Facing certain rejection from a key City Council committee this week,
DUMBO developers David and Jed Walentas abruptly withdrew their plans
to build a 16-story apartment building on Water Street near the Brooklyn
Bridge overpass.
The news came as a relief to neighborhood organizations that had opposed
the father-and-son team’s application to rezone 38 Water St. at Dock
Street to allow for the construction, which would have included 327 underground
parking spaces, 200 apartments and 8,000 square feet of retail space.
The plan drew the condemnation of the DUMBO Neighborhood Association,
the Brooklyn Heights Association, Community Board 2, Borough President
Marty Markowitz and Councilman David Yassky because it would have impacted
views of and from the Brooklyn Bridge.
“We just wanted to thank everyone for their help,” said Nancy
Bowe, president of the Brooklyn Heights Association, who came to the City
Council chambers Wednesday — the morning after word had been passed
on through council members that the Walentases had withdrawn their proposal.
The City Council rarely votes down an application recommended for approval
by the City Planning Commission, but in this case the commission was the
only authority in the city’s land use review process to give the
plan a thumbs up.
But aesthetic concerns about the iconic bridge drove the chairman of the
Zoning and Franchises committee, Queens Councilman Tony Avella, to tell
the Walentases that the application would be denied unless they cut the
building height to below that of the Brooklyn Bridge roadway.
“We’ll consider all of our options,” Jed Walentas told
the Brooklyn Papers when asked this week about the future of the 38 Water
St. site.
“We have lots of great projects that we’re working on,”
he said, and mentioned that their Two Trees Management company was busy
with other projects around Downtown Brooklyn including the Court House
apartment building rising at the corner of Court Street and Atlantic Avenue.
“Some day there’ll be something on that site, we just don’t
know what it will look like yet,” he said.
At a Sept. 28 hearing before the zoning commission, Jed Walentas issued
a veiled threat that if Two Trees could not proceed with its residential
plans for the property, they might consider building a 12-story commercial
building there, which would be allowed as of right under the current zoning.
“It isn’t the right use, but it is an as-of-right alternative,”
he said.
Bowe said she received a call from Council Speaker Gifford Miller on Tuesday
night, who informed her of the withdrawn proposal.
“We thanked him for his interest,” she said. But the next issue
at hand is to change the zoning in the area within close proximity to
the bridge.
“Councilman Avella said he wants to work with BHA to get some sort
of zoning to protect the view,” she said, but attributed the council’s
response to the hard work of area residents.
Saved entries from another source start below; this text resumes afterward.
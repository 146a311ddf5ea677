mod config;
mod inference;
mod routes;
#[cfg(test)]
mod test_support;

use actix_web::middleware::Logger;
use actix_web::{App, HttpServer, web};
use config::AppConfig;
use routes::{UploadLimits, configure_routes};

#[actix_web::main]
async fn main() -> std::io::Result<()> {
    dotenv::dotenv().ok();
    env_logger::init_from_env(env_logger::Env::new().default_filter_or("info"));

    let config = AppConfig::load().map_err(|e| {
        log::error!("Failed to load configuration: {}", e);
        std::io::Error::other(e)
    })?;

    // Loaded once; a missing model means the stub serves every request.
    let classifier = inference::load_classifier(&config.classifier);
    log::info!("Classifier in use: {}", classifier.kind());

    let limits = UploadLimits {
        max_bytes: config.server.max_upload_bytes,
    };
    let cors_max_age = config.server.cors_max_age;
    let bind_address = config.bind_address();

    log::info!("Starting server on {}", bind_address);

    HttpServer::new(move || {
        App::new()
            .wrap(Logger::default())
            .wrap(routes::cors(cors_max_age))
            .app_data(web::Data::from(classifier.clone()))
            .app_data(web::Data::new(limits.clone()))
            .configure(configure_routes)
    })
    .bind(&bind_address)?
    .run()
    .await
}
“It was literally hundreds of letters and phone calls that showed
the community cared. It was the voice of the community that Miller listened
to. And, of course, Councilman [David] Yassky worked hard, too.”
Yassky, who withheld his opinion of the project until a hearing before
the zoning panel, had earlier been criticized by the BHA for his silence
on the project, which many took to mean support for the plan. But Yassky
spokesman Evan Theis told The Brooklyn Papers that the councilman had
been speaking individually in recent days with other council members on
the Land Use committee about his opposition to the project.
“It took months of organizing opposition and lobbying legislators,
but all of our hard work won our neighborhoods this victory,” said
Yassky.
He credited Miller as “instrumental in defeating the plan.”
Judy Stanton, a Brooklyn Heights resident and executive director of the
BHA, emphasized that councilman Avella was also a big help.
“[His] stance was consistent and it was a huge savior,” she
said of his power as chairman of the committee. “When he really declares
himself it sort of slows the momentum of the project.”